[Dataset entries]
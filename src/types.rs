use chrono::NaiveDate;
use serde::{Deserialize, Serialize};
use std::fmt;
use std::path::PathBuf;

use crate::constants::{
    BIOMETRIC_MEASURES, DEMOGRAPHIC_MEASURES, ENROLMENT_MEASURES, OUTPUT_DATE_FORMAT,
};

/// The three source corpora. Ordering is significant: merged columns are laid
/// out enrolment first, then demographic, then biometric.
#[derive(Debug, Clone, Copy, PartialEq, Eq, PartialOrd, Ord, Hash, Serialize, Deserialize)]
#[serde(rename_all = "lowercase")]
pub enum DatasetKind {
    Enrolment,
    Demographic,
    Biometric,
}

impl DatasetKind {
    pub const ALL: [DatasetKind; 3] = [
        DatasetKind::Enrolment,
        DatasetKind::Demographic,
        DatasetKind::Biometric,
    ];

    pub fn name(&self) -> &'static str {
        match self {
            DatasetKind::Enrolment => "enrolment",
            DatasetKind::Demographic => "demographic",
            DatasetKind::Biometric => "biometric",
        }
    }

    /// Suffix used to disambiguate measure names that collide across sources
    pub fn suffix(&self) -> &'static str {
        match self {
            DatasetKind::Enrolment => "enrol",
            DatasetKind::Demographic => "demo",
            DatasetKind::Biometric => "bio",
        }
    }

    /// Measure columns the published schema declares for this dataset.
    /// These must hold numbers; other extra columns are inferred.
    pub fn known_measures(&self) -> &'static [&'static str] {
        match self {
            DatasetKind::Enrolment => &ENROLMENT_MEASURES,
            DatasetKind::Demographic => &DEMOGRAPHIC_MEASURES,
            DatasetKind::Biometric => &BIOMETRIC_MEASURES,
        }
    }
}

impl fmt::Display for DatasetKind {
    fn fmt(&self, f: &mut fmt::Formatter<'_>) -> fmt::Result {
        f.write_str(self.name())
    }
}

/// One aggregation unit: `(date, state, district, pincode)`.
///
/// Field order matters for the derived `Ord`: tables keyed by this type
/// iterate by date first, then region, which keeps output stable across runs.
#[derive(Debug, Clone, PartialEq, Eq, PartialOrd, Ord, Hash, Serialize, Deserialize)]
pub struct KeyTuple {
    pub date: NaiveDate,
    pub state: String,
    pub district: String,
    pub pincode: String,
}

impl KeyTuple {
    pub fn new(
        date: NaiveDate,
        state: impl Into<String>,
        district: impl Into<String>,
        pincode: impl Into<String>,
    ) -> Self {
        Self {
            date,
            state: state.into(),
            district: district.into(),
            pincode: pincode.into(),
        }
    }

    /// Key cells rendered in output column order
    pub fn to_fields(&self) -> [String; 4] {
        [
            self.date.format(OUTPUT_DATE_FORMAT).to_string(),
            self.state.clone(),
            self.district.clone(),
            self.pincode.clone(),
        ]
    }
}

/// A single untyped CSV row together with where it came from
#[derive(Debug, Clone, PartialEq)]
pub struct RawRow {
    /// Index into `RawTable::fragments`
    pub fragment: usize,
    /// 1-based line number within the fragment (header is line 1)
    pub line: u64,
    pub fields: Vec<String>,
}

/// All fragments of one dataset concatenated, before any typing
#[derive(Debug, Clone, Default, PartialEq)]
pub struct RawTable {
    pub headers: Vec<String>,
    pub rows: Vec<RawRow>,
    /// Fragment paths in discovery order
    pub fragments: Vec<PathBuf>,
}

impl RawTable {
    /// Build an in-memory table; every row is attributed to a single
    /// synthetic fragment. Mostly useful for tests and re-cleaning.
    pub fn from_rows(headers: &[&str], rows: Vec<Vec<String>>) -> Self {
        let rows = rows
            .into_iter()
            .enumerate()
            .map(|(i, fields)| RawRow {
                fragment: 0,
                line: i as u64 + 2,
                fields,
            })
            .collect();
        Self {
            headers: headers.iter().map(|h| h.to_string()).collect(),
            rows,
            fragments: vec![PathBuf::from("<memory>")],
        }
    }

    pub fn column_index(&self, name: &str) -> Option<usize> {
        self.headers.iter().position(|h| h == name)
    }

    pub fn len(&self) -> usize {
        self.rows.len()
    }

    pub fn is_empty(&self) -> bool {
        self.rows.is_empty()
    }

    /// Human-readable origin of a row for error messages
    pub fn origin(&self, row: &RawRow) -> String {
        let path = self
            .fragments
            .get(row.fragment)
            .map(|p| p.display().to_string())
            .unwrap_or_else(|| "<unknown>".to_string());
        format!("{}:{}", path, row.line)
    }
}
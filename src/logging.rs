use std::fs;
use std::path::Path;
use tracing_appender::non_blocking::WorkerGuard;
use tracing_subscriber::{fmt, prelude::*, EnvFilter};

/// Initializes the logging system with console and JSON file output.
///
/// The returned guard flushes the file writer when dropped, so the caller
/// must hold it for the lifetime of the run.
pub fn init_logging(log_dir: &Path, console: bool) -> Option<WorkerGuard> {
    // Ensure logs directory exists; fall back to console-only logging if not
    let file_parts = match fs::create_dir_all(log_dir) {
        Ok(()) => {
            let file_appender = tracing_appender::rolling::daily(log_dir, "pipeline.log");
            Some(tracing_appender::non_blocking(file_appender))
        }
        Err(e) => {
            eprintln!(
                "[logging] could not create log directory {}: {}",
                log_dir.display(),
                e
            );
            None
        }
    };

    let (file_layer, guard) = match file_parts {
        Some((writer, guard)) => (Some(fmt::layer().json().with_writer(writer)), Some(guard)),
        None => (None, None),
    };

    let console_layer = console.then(|| {
        fmt::layer()
            .with_target(true)
            .with_writer(std::io::stderr)
    });

    // Respect RUST_LOG if set; otherwise info for our crate, warn elsewhere
    let env_filter = EnvFilter::try_from_default_env()
        .unwrap_or_else(|_| EnvFilter::new("uidai_pipeline=info,warn"));

    let _ = tracing_subscriber::registry()
        .with(env_filter)
        .with(file_layer)
        .with(console_layer)
        .try_init();

    guard
}
use anyhow::{bail, Context, Result};
use chrono::NaiveDate;
use clap::{Args, Parser, Subcommand, ValueEnum};
use std::path::{Path, PathBuf};
use tracing::{error, info};

use uidai_pipeline::config::Config;
use uidai_pipeline::constants::DEFAULT_LOG_DIR;
use uidai_pipeline::logging;
use uidai_pipeline::observability;
use uidai_pipeline::pipeline::processing::alerts::{compute_aflb_alerts, compute_urrdf_alerts};
use uidai_pipeline::pipeline::storage::write_json;
use uidai_pipeline::pipeline::{Pipeline, PipelineOutput};

#[derive(Parser)]
#[command(name = "uidai_pipeline")]
#[command(about = "Merge UIDAI enrolment, demographic and biometric dumps and score regional integrity")]
#[command(version)]
struct Cli {
    #[command(flatten)]
    common: CommonArgs,

    #[command(subcommand)]
    command: Commands,
}

#[derive(Args)]
struct CommonArgs {
    /// TOML configuration file; flags below override its values
    #[arg(long, global = true)]
    config: Option<PathBuf>,

    /// Directory of enrolment CSV fragments
    #[arg(long, global = true)]
    enrol_dir: Option<PathBuf>,

    /// Directory of demographic-update CSV fragments
    #[arg(long, global = true)]
    demo_dir: Option<PathBuf>,

    /// Directory of biometric-update CSV fragments
    #[arg(long, global = true)]
    bio_dir: Option<PathBuf>,

    /// Output CSV path
    #[arg(long, global = true)]
    output: Option<PathBuf>,

    #[arg(long, global = true, default_value = DEFAULT_LOG_DIR)]
    log_dir: PathBuf,

    /// Write Prometheus text metrics here when the run ends
    #[arg(long, global = true)]
    metrics_out: Option<PathBuf>,

    /// Load and clean the three datasets concurrently
    #[arg(long, global = true)]
    parallel: bool,

    /// Suppress console logging (the JSON log file is still written)
    #[arg(long, global = true)]
    quiet: bool,
}

#[derive(Subcommand)]
enum Commands {
    /// Load, clean and merge the datasets without metric columns
    Merge,
    /// Merge and append BCG, BUR, FAFI, FAFI_rate, BIS and risk tier
    Score {
        /// Also write per-district scores to this CSV
        #[arg(long)]
        district_scores: Option<PathBuf>,
    },
    /// Compute month-over-month alerts from the merged data
    Alerts {
        #[arg(long, value_enum)]
        model: AlertModel,
        /// Target month as YYYY-MM (defaults to the latest month in the data)
        #[arg(long)]
        month: Option<String>,
        /// Number of alerts to return
        #[arg(long)]
        top: Option<usize>,
        /// Write the JSON response here instead of stdout
        #[arg(long)]
        out: Option<PathBuf>,
    },
}

#[derive(Clone, Copy, ValueEnum)]
enum AlertModel {
    /// Facility load balancing, per pincode
    Aflb,
    /// Adult inflow forecast, per district
    Urrdf,
}

impl AlertModel {
    fn default_top(&self) -> usize {
        match self {
            AlertModel::Aflb => 20,
            AlertModel::Urrdf => 10,
        }
    }
}

fn build_config(common: &CommonArgs) -> Result<Config> {
    let mut config = match &common.config {
        Some(path) => Config::load(path)
            .with_context(|| format!("Failed to load configuration from {}", path.display()))?,
        None => Config::default(),
    };

    if let Some(dir) = &common.enrol_dir {
        config.inputs.enrolment_dir = dir.clone();
    }
    if let Some(dir) = &common.demo_dir {
        config.inputs.demographic_dir = dir.clone();
    }
    if let Some(dir) = &common.bio_dir {
        config.inputs.biometric_dir = dir.clone();
    }
    if let Some(path) = &common.output {
        config.output.path = path.clone();
    }
    if common.parallel {
        config.execution.parallel_clean = true;
    }

    config.validate().context("Invalid configuration")?;
    Ok(config)
}

fn validate_month(month: &str) -> Result<()> {
    if month.len() != 7 || NaiveDate::parse_from_str(&format!("{}-01", month), "%Y-%m-%d").is_err() {
        bail!("Invalid --month '{}', expected YYYY-MM", month);
    }
    Ok(())
}

fn run_command(command: &Commands, mut config: Config) -> Result<()> {
    match command {
        Commands::Merge => {
            config.scoring.enabled = false;
            let result = Pipeline::run(&config).context("Merge run failed")?;
            println!("{}", result.written.describe("merged dataset"));
        }
        Commands::Score { district_scores } => {
            config.scoring.enabled = true;
            if let Some(path) = district_scores {
                config.output.district_scores_path = Some(path.clone());
            }
            let result = Pipeline::run(&config).context("Scoring run failed")?;
            println!("{}", result.written.describe("scored dataset"));
            if let Some(summary) = &result.district_written {
                println!("{}", summary.describe("district scores"));
            }
            if let PipelineOutput::Scored { table, .. } = &result.output {
                for (tier, count) in table.tier_counts() {
                    println!("   {}: {}", tier, count);
                }
            }
        }
        Commands::Alerts {
            model,
            month,
            top,
            out,
        } => {
            if let Some(month) = month {
                validate_month(month)?;
            }
            let top_n = top.unwrap_or_else(|| model.default_top());
            let merged = Pipeline::build_merged(&config).context("Failed to build merged table")?;

            let json = match model {
                AlertModel::Aflb => {
                    let response = compute_aflb_alerts(&merged, month.as_deref(), top_n)?;
                    write_alerts(&response, out.as_deref())?
                }
                AlertModel::Urrdf => {
                    let response = compute_urrdf_alerts(&merged, month.as_deref(), top_n)?;
                    write_alerts(&response, out.as_deref())?
                }
            };
            if let Some(json) = json {
                println!("{}", json);
            }
        }
    }
    Ok(())
}

/// Write the response to `out`, or hand back the JSON for stdout
fn write_alerts<T: serde::Serialize>(response: &T, out: Option<&Path>) -> Result<Option<String>> {
    match out {
        Some(path) => {
            write_json(response, path)
                .with_context(|| format!("Failed to write alerts to {}", path.display()))?;
            println!("Wrote alerts to {}", path.display());
            Ok(None)
        }
        None => Ok(Some(serde_json::to_string_pretty(response)?)),
    }
}

fn main() -> Result<()> {
    let cli = Cli::parse();

    // Held until exit so the file writer flushes
    let _guard = logging::init_logging(&cli.common.log_dir, !cli.common.quiet);

    if let Err(e) = observability::init() {
        error!("Metrics disabled: {}", e);
    }

    let outcome = build_config(&cli.common).and_then(|config| run_command(&cli.command, config));
    if let Err(e) = &outcome {
        error!("❌ Run failed: {:#}", e);
    }

    if let Some(path) = &cli.common.metrics_out {
        if let Some(text) = observability::render() {
            std::fs::write(path, text)
                .with_context(|| format!("Failed to write metrics to {}", path.display()))?;
            info!("📈 Metrics written to {}", path.display());
        }
    }

    outcome
}
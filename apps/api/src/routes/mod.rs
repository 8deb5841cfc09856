pub mod health;

use axum::{
    routing::{get, post},
    Router,
};

use crate::recommendations::handlers;
use crate::state::AppState;

pub fn build_router(state: AppState) -> Router {
    Router::new()
        .route("/health", get(health::health_handler))
        .route(
            "/api/v1/recommendations",
            post(handlers::handle_recommendations),
        )
        .with_state(state)
}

§ **Directions**
Pick out each line above that includes "RawRow" and show it.

§ **Solved exercise**
pub struct RawRow {
    pub rows: Vec<RawRow>,
            .map(|(i, fields)| RawRow {
    pub fn origin(&self, row: &RawRow) -> String {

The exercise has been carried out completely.